(Saved data entries)
┏━━

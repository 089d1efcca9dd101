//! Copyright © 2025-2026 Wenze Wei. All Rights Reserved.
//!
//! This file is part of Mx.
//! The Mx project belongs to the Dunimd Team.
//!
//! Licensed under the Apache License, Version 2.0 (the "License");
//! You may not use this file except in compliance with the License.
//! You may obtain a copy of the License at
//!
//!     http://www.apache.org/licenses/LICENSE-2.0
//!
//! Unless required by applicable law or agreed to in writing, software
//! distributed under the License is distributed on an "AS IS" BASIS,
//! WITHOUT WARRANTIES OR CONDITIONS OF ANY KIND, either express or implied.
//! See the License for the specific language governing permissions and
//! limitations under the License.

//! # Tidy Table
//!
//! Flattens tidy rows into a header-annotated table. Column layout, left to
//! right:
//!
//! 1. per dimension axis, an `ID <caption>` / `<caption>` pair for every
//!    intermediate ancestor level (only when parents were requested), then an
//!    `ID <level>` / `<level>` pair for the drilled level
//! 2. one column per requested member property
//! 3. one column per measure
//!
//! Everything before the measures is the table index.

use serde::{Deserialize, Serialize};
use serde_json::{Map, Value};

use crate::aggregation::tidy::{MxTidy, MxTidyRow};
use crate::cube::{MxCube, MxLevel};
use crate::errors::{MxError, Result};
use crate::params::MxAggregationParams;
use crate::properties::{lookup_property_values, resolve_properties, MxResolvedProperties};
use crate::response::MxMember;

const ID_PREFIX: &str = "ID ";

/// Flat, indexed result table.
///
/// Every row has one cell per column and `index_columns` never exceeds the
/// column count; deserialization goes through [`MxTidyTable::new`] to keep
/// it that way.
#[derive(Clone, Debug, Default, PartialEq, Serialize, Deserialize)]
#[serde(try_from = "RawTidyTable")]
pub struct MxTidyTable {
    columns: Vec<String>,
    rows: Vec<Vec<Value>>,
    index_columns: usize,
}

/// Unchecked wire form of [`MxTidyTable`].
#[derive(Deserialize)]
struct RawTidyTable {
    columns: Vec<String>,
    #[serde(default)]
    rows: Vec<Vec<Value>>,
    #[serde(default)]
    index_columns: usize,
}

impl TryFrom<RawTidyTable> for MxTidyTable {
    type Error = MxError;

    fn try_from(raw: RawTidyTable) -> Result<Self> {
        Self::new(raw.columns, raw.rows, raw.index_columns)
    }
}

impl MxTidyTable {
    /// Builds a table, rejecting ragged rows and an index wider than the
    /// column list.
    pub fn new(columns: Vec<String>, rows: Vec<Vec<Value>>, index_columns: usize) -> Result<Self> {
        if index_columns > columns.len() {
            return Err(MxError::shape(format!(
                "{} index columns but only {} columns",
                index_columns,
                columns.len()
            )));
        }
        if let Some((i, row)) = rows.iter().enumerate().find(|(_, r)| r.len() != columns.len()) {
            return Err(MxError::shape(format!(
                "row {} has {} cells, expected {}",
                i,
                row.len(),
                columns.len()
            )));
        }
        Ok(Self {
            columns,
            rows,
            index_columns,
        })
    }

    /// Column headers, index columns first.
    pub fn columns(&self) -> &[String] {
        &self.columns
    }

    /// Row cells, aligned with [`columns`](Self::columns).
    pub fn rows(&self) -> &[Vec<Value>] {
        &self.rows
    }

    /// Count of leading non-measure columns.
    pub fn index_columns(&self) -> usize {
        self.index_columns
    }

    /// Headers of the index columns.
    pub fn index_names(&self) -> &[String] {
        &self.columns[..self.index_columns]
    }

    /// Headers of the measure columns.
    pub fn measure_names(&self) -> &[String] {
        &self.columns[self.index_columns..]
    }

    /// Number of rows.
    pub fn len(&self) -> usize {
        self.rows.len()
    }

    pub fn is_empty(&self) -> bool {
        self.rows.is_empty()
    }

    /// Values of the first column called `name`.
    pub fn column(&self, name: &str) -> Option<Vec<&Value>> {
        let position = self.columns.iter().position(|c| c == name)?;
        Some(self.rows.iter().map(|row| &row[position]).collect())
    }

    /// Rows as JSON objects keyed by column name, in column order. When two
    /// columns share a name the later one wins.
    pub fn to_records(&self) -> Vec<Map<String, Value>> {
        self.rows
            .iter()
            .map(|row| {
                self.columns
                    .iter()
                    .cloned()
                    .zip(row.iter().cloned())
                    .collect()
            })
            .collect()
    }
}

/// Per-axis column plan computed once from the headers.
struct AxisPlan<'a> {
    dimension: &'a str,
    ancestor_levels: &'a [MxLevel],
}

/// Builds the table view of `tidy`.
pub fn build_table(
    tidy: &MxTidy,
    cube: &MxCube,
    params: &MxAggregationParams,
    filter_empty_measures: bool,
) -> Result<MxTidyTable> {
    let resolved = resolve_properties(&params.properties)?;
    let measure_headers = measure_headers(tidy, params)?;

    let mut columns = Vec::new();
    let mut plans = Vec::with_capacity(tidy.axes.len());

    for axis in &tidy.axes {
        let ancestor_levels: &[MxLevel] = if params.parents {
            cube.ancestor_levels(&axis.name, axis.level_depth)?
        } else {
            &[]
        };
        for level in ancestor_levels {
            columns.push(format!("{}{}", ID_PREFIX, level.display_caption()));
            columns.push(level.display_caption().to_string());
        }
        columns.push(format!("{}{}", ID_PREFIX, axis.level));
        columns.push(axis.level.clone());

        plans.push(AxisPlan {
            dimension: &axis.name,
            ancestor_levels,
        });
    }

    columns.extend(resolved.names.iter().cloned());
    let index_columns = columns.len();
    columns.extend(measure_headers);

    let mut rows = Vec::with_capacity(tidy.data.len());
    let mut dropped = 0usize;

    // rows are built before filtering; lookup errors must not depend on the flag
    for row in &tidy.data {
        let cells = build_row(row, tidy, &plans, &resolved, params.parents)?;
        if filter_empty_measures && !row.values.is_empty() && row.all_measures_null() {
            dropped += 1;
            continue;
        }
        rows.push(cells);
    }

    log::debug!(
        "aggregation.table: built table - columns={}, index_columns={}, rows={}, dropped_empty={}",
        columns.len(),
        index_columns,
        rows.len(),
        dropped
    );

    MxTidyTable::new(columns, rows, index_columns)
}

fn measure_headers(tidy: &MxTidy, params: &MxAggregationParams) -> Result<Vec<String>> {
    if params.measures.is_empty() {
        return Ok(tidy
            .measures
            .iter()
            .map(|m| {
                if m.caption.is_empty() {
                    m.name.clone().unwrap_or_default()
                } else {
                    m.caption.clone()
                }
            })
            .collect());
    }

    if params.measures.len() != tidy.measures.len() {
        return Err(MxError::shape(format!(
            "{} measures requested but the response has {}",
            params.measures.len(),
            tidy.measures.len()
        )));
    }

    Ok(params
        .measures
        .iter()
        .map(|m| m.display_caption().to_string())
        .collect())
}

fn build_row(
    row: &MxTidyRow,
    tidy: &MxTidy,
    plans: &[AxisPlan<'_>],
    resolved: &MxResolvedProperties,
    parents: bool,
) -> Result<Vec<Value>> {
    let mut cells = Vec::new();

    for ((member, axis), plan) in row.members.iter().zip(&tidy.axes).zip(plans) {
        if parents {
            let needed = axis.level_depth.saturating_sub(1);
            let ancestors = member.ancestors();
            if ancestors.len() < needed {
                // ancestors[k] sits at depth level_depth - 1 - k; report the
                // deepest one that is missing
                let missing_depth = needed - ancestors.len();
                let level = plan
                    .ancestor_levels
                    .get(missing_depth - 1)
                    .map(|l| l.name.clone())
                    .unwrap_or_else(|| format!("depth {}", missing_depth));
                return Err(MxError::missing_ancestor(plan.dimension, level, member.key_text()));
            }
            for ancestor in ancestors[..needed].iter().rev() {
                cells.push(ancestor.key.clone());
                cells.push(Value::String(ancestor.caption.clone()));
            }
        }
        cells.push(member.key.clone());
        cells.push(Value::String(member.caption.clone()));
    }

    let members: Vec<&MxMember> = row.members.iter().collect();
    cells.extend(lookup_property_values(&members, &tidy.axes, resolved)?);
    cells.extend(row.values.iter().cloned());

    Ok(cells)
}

┗━━

Which of the lines above include the word "MxTidyTable"? List those lines.

• _Result of this task_:
/// column count; deserialization goes through [`MxTidyTable::new`] to keep
pub struct MxTidyTable {
/// Unchecked wire form of [`MxTidyTable`].
impl TryFrom<RawTidyTable> for MxTidyTable {
impl MxTidyTable {
) -> Result<MxTidyTable> {
    MxTidyTable::new(columns, rows, index_columns)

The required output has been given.